This post is dedicated to Strongo who just again marveled me with his amazing math skills.
Strongo suffers from Gamblers fallacy.
Amos Tversky and Daniel Kahneman proposed that the gambler’s fallacy is a cognitive bias produced by a psychological heuristic called therepresentativeness heuristic [3][4]. According to this view, “after observing a long run of red on the roulette wheel, for example, most people erroneously believe that black will result in a more representative sequence than the occurrence of an additional red,”[5] so people expect that a short run of random outcomes should share properties of a longer run, specifically in that deviations from average should balance out. When people are asked to make up a random-looking sequence of coin tosses, they tend to make sequences where the proportion of heads to tails stays close to 0.5 in any short segment more so than would be predicted by chance [6]; Kahneman and Tversky interpret this to mean that people believe short sequences of random events should be representative of longer ones [7].

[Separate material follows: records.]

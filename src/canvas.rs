//! Square RGB raster and the drawing primitives the icon options are built from.
//!
//! Coordinates follow the usual 2D drawing-library conventions: rectangles are
//! given by inclusive corners and everything is clipped to the canvas, so
//! callers can pass shapes that hang off an edge.

use image::{Rgb, RgbImage};

/// Background every icon starts from.
pub const DARK: Rgb<u8> = Rgb([0x0d, 0x0d, 0x0d]);
pub const BLUE: Rgb<u8> = Rgb([0x3b, 0x82, 0xf6]);
pub const COPPER: Rgb<u8> = Rgb([0xc9, 0xa2, 0x27]);
pub const WHITE: Rgb<u8> = Rgb([0xff, 0xff, 0xff]);

/// A fixed-size square canvas mutated in place by drawing calls.
#[derive(Debug, Clone)]
pub struct Canvas {
    size: u32,
    pixels: RgbImage,
}

impl Canvas {
    /// Allocate a `size`×`size` canvas filled with `background`.
    pub fn new(size: u32, background: Rgb<u8>) -> Self {
        Self {
            size,
            pixels: RgbImage::from_pixel(size, size, background),
        }
    }

    pub fn size(&self) -> u32 {
        self.size
    }

    pub fn pixel(&self, x: u32, y: u32) -> Rgb<u8> {
        *self.pixels.get_pixel(x, y)
    }

    pub fn into_image(self) -> RgbImage {
        self.pixels
    }

    /// Set a pixel, silently ignoring coordinates outside the canvas.
    pub fn put(&mut self, x: i64, y: i64, color: Rgb<u8>) {
        if self.contains(x, y) {
            self.pixels.put_pixel(x as u32, y as u32, color);
        }
    }

    /// Blend `color` over the existing pixel with the given coverage in `0.0..=1.0`.
    pub fn blend(&mut self, x: i64, y: i64, color: Rgb<u8>, coverage: f32) {
        if !self.contains(x, y) || coverage <= 0.0 {
            return;
        }
        let coverage = coverage.min(1.0);
        let pixel = self.pixels.get_pixel_mut(x as u32, y as u32);
        for channel in 0..3 {
            let under = pixel[channel] as f32;
            let over = color[channel] as f32;
            pixel[channel] = (under + (over - under) * coverage).round() as u8;
        }
    }

    fn contains(&self, x: i64, y: i64) -> bool {
        x >= 0 && y >= 0 && x < self.size as i64 && y < self.size as i64
    }

    /// Paint one full-width row.
    pub fn fill_row(&mut self, y: u32, color: Rgb<u8>) {
        if y >= self.size {
            return;
        }
        for x in 0..self.size {
            self.pixels.put_pixel(x, y, color);
        }
    }

    /// Fill the rectangle with inclusive corners `(x0, y0)` and `(x1, y1)`.
    pub fn fill_rect(&mut self, x0: i64, y0: i64, x1: i64, y1: i64, color: Rgb<u8>) {
        let last = self.size as i64 - 1;
        let (x0, x1) = (x0.max(0), x1.min(last));
        let (y0, y1) = (y0.max(0), y1.min(last));
        for y in y0..=y1 {
            for x in x0..=x1 {
                self.pixels.put_pixel(x as u32, y as u32, color);
            }
        }
    }

    /// Stroke a rectangle outline `width` pixels thick, growing inward from the
    /// inclusive bounds.
    pub fn stroke_rect(
        &mut self,
        x0: i64,
        y0: i64,
        x1: i64,
        y1: i64,
        width: u32,
        color: Rgb<u8>,
    ) {
        for i in 0..width as i64 {
            let (left, top, right, bottom) = (x0 + i, y0 + i, x1 - i, y1 - i);
            if left > right || top > bottom {
                break;
            }
            self.fill_rect(left, top, right, top, color);
            self.fill_rect(left, bottom, right, bottom, color);
            self.fill_rect(left, top, left, bottom, color);
            self.fill_rect(right, top, right, bottom, color);
        }
    }

    /// Fill the ellipse inscribed in the inclusive bounding box.
    pub fn fill_ellipse(&mut self, x0: f64, y0: f64, x1: f64, y1: f64, color: Rgb<u8>) {
        // The inclusive box spans one extra pixel on each axis.
        let (cx, cy) = ((x0 + x1 + 1.0) / 2.0, (y0 + y1 + 1.0) / 2.0);
        let (rx, ry) = ((x1 - x0 + 1.0) / 2.0, (y1 - y0 + 1.0) / 2.0);
        if rx <= 0.0 || ry <= 0.0 {
            return;
        }
        for y in y0.floor() as i64..=y1.ceil() as i64 {
            for x in x0.floor() as i64..=x1.ceil() as i64 {
                let dx = (x as f64 + 0.5 - cx) / rx;
                let dy = (y as f64 + 0.5 - cy) / ry;
                if dx * dx + dy * dy <= 1.0 {
                    self.put(x, y, color);
                }
            }
        }
    }

    /// Fill a polygon, testing each pixel centre with the even-odd rule.
    pub fn fill_polygon(&mut self, points: &[(f64, f64)], color: Rgb<u8>) {
        if points.len() < 3 {
            return;
        }
        let min_x = points.iter().map(|p| p.0).fold(f64::INFINITY, f64::min);
        let max_x = points.iter().map(|p| p.0).fold(f64::NEG_INFINITY, f64::max);
        let min_y = points.iter().map(|p| p.1).fold(f64::INFINITY, f64::min);
        let max_y = points.iter().map(|p| p.1).fold(f64::NEG_INFINITY, f64::max);

        for y in min_y.floor() as i64..=max_y.ceil() as i64 {
            for x in min_x.floor() as i64..=max_x.ceil() as i64 {
                if point_in_polygon(x as f64 + 0.5, y as f64 + 0.5, points) {
                    self.put(x, y, color);
                }
            }
        }
    }

    /// Paint each row with the colour `color_at(y)` returns.
    pub fn vertical_gradient<F>(&mut self, color_at: F)
    where
        F: Fn(u32) -> Rgb<u8>,
    {
        for y in 0..self.size {
            self.fill_row(y, color_at(y));
        }
    }

    /// Top-left to bottom-right gradient with `t = (x + y) / (2 * size)`.
    pub fn diagonal_gradient(&mut self, from: Rgb<u8>, to: Rgb<u8>) {
        let span = (self.size * 2) as f64;
        for y in 0..self.size {
            for x in 0..self.size {
                let t = (x + y) as f64 / span;
                self.pixels.put_pixel(x, y, lerp_color(from, to, t));
            }
        }
    }
}

/// `int(a + (b - a) * t)` per channel.
pub fn lerp_color(from: Rgb<u8>, to: Rgb<u8>, t: f64) -> Rgb<u8> {
    let channel = |a: u8, b: u8| (a as f64 + (b as f64 - a as f64) * t) as u8;
    Rgb([
        channel(from[0], to[0]),
        channel(from[1], to[1]),
        channel(from[2], to[2]),
    ])
}

fn point_in_polygon(px: f64, py: f64, points: &[(f64, f64)]) -> bool {
    let mut inside = false;
    let mut j = points.len() - 1;
    for i in 0..points.len() {
        let (xi, yi) = points[i];
        let (xj, yj) = points[j];
        if (yi > py) != (yj > py) && px < (xj - xi) * (py - yi) / (yj - yi) + xi {
            inside = !inside;
        }
        j = i;
    }
    inside
}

The representativeness heuristic is also cited behind the related phenomenon of the clustering illusion, according to which people see streaks of random events as being non-random when such streaks are actually much more likely to occur in small samples than people expect [8].
3 responses so far ↓
1 lb // Mar 15, 2009 at 9:41 PM
LULZ. also, i want to know how you found that video, please. [yes, i know on youtube. yes, i know by searching. im wanting to know what search terms you put in.]
2 Evan Brightwell // Mar 16, 2009 at 12:05 PM
It was one http://www.cynical-c.com/ (i know i should have pinged back) and it inspired the post, not the other way around.
3 Well well well… // Jul 19, 2011 at 11:10 AM
[...] Here is a post I made about him a few years ago.. [...]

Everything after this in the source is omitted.